AVAILABLE DATA -

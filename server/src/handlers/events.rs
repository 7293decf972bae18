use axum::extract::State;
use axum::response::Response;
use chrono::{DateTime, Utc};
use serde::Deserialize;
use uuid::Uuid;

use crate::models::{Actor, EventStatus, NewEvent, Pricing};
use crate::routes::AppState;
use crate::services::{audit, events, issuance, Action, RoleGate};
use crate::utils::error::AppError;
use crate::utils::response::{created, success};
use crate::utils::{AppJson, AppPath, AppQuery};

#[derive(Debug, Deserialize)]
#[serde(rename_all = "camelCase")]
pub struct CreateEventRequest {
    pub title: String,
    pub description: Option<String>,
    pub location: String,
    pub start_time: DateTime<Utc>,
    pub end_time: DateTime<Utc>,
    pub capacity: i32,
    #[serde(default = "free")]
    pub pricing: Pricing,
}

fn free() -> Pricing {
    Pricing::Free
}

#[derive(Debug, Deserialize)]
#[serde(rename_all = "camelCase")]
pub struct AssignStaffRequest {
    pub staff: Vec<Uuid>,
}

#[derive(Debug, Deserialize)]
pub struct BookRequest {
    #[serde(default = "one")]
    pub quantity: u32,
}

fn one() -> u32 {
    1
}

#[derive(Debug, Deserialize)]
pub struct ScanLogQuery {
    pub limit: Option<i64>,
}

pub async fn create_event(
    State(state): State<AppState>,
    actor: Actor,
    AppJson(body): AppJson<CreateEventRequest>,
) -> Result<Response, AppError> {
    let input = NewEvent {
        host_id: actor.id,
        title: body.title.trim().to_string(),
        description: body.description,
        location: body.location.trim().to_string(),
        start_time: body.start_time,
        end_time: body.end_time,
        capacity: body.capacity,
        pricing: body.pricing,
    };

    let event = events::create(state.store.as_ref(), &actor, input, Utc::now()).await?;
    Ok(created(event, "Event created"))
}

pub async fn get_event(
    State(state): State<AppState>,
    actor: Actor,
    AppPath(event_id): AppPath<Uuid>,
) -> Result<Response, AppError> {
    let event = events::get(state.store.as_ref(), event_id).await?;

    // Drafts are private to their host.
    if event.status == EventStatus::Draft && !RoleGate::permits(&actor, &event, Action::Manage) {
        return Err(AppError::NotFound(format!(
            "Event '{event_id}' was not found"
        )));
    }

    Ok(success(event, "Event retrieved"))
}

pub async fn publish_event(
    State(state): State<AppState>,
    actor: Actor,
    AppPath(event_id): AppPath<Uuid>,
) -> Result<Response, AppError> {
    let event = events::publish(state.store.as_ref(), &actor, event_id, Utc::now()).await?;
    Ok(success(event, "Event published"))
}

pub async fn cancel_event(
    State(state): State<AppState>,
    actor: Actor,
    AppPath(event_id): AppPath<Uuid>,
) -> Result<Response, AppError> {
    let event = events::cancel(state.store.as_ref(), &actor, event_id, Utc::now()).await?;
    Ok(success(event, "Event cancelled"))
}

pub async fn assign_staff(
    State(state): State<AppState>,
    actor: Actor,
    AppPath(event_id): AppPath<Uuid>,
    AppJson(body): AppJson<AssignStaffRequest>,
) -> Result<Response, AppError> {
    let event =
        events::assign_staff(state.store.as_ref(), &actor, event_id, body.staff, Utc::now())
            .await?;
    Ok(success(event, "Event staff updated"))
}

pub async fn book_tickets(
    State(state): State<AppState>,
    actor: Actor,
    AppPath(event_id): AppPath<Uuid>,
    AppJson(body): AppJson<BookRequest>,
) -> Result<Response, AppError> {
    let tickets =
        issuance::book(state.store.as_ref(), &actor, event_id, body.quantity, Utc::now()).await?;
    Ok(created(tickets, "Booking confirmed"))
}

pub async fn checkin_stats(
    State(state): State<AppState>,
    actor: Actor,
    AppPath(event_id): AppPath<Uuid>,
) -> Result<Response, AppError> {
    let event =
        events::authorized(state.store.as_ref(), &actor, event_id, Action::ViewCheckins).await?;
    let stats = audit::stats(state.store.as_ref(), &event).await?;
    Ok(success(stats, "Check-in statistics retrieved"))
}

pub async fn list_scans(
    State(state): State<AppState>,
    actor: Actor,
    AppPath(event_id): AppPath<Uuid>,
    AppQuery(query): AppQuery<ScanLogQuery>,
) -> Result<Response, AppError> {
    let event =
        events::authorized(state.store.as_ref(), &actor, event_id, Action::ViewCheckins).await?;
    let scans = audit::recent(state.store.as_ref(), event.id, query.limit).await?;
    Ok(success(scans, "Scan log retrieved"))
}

DESCRIPTION OF THE TASK -
Please reproduce the entire listing. Keep it identical.

EXERCISE SOLUTION -
filename server/src/handlers/events.rs
repository 7293decf972bae18
use axum::extract::State;
use axum::response::Response;
use chrono::{DateTime, Utc};
use serde::Deserialize;
use uuid::Uuid;

use crate::models::{Actor, EventStatus, NewEvent, Pricing};
use crate::routes::AppState;
use crate::services::{audit, events, issuance, Action, RoleGate};
use crate::utils::error::AppError;
use crate::utils::response::{created, success};
use crate::utils::{AppJson, AppPath, AppQuery};

#[derive(Debug, Deserialize)]
#[serde(rename_all = "camelCase")]
pub struct CreateEventRequest {
    pub title: String,
    pub description: Option<String>,
    pub location: String,
    pub start_time: DateTime<Utc>,
    pub end_time: DateTime<Utc>,
    pub capacity: i32,
    #[serde(default = "free")]
    pub pricing: Pricing,
}

fn free() -> Pricing {
    Pricing::Free
}

#[derive(Debug, Deserialize)]
#[serde(rename_all = "camelCase")]
pub struct AssignStaffRequest {
    pub staff: Vec<Uuid>,
}

#[derive(Debug, Deserialize)]
pub struct BookRequest {
    #[serde(default = "one")]
    pub quantity: u32,
}

fn one() -> u32 {
    1
}

#[derive(Debug, Deserialize)]
pub struct ScanLogQuery {
    pub limit: Option<i64>,
}

pub async fn create_event(
    State(state): State<AppState>,
    actor: Actor,
    AppJson(body): AppJson<CreateEventRequest>,
) -> Result<Response, AppError> {
    let input = NewEvent {
        host_id: actor.id,
        title: body.title.trim().to_string(),
        description: body.description,
        location: body.location.trim().to_string(),
        start_time: body.start_time,
        end_time: body.end_time,
        capacity: body.capacity,
        pricing: body.pricing,
    };

    let event = events::create(state.store.as_ref(), &actor, input, Utc::now()).await?;
    Ok(created(event, "Event created"))
}

pub async fn get_event(
    State(state): State<AppState>,
    actor: Actor,
    AppPath(event_id): AppPath<Uuid>,
) -> Result<Response, AppError> {
    let event = events::get(state.store.as_ref(), event_id).await?;

    // Drafts are private to their host.
    if event.status == EventStatus::Draft && !RoleGate::permits(&actor, &event, Action::Manage) {
        return Err(AppError::NotFound(format!(
            "Event '{event_id}' was not found"
        )));
    }

    Ok(success(event, "Event retrieved"))
}

pub async fn publish_event(
    State(state): State<AppState>,
    actor: Actor,
    AppPath(event_id): AppPath<Uuid>,
) -> Result<Response, AppError> {
    let event = events::publish(state.store.as_ref(), &actor, event_id, Utc::now()).await?;
    Ok(success(event, "Event published"))
}

pub async fn cancel_event(
    State(state): State<AppState>,
    actor: Actor,
    AppPath(event_id): AppPath<Uuid>,
) -> Result<Response, AppError> {
    let event = events::cancel(state.store.as_ref(), &actor, event_id, Utc::now()).await?;
    Ok(success(event, "Event cancelled"))
}

pub async fn assign_staff(
    State(state): State<AppState>,
    actor: Actor,
    AppPath(event_id): AppPath<Uuid>,
    AppJson(body): AppJson<AssignStaffRequest>,
) -> Result<Response, AppError> {
    let event =
        events::assign_staff(state.store.as_ref(), &actor, event_id, body.staff, Utc::now())
            .await?;
    Ok(success(event, "Event staff updated"))
}

pub async fn book_tickets(
    State(state): State<AppState>,
    actor: Actor,
    AppPath(event_id): AppPath<Uuid>,
    AppJson(body): AppJson<BookRequest>,
) -> Result<Response, AppError> {
    let tickets =
        issuance::book(state.store.as_ref(), &actor, event_id, body.quantity, Utc::now()).await?;
    Ok(created(tickets, "Booking confirmed"))
}

pub async fn checkin_stats(
    State(state): State<AppState>,
    actor: Actor,
    AppPath(event_id): AppPath<Uuid>,
) -> Result<Response, AppError> {
    let event =
        events::authorized(state.store.as_ref(), &actor, event_id, Action::ViewCheckins).await?;
    let stats = audit::stats(state.store.as_ref(), &event).await?;
    Ok(success(stats, "Check-in statistics retrieved"))
}

pub async fn list_scans(
    State(state): State<AppState>,
    actor: Actor,
    AppPath(event_id): AppPath<Uuid>,
    AppQuery(query): AppQuery<ScanLogQuery>,
) -> Result<Response, AppError> {
    let event =
        events::authorized(state.store.as_ref(), &actor, event_id, Action::ViewCheckins).await?;
    let scans = audit::recent(state.store.as_ref(), event.id, query.limit).await?;
    Ok(success(scans, "Scan log retrieved"))
}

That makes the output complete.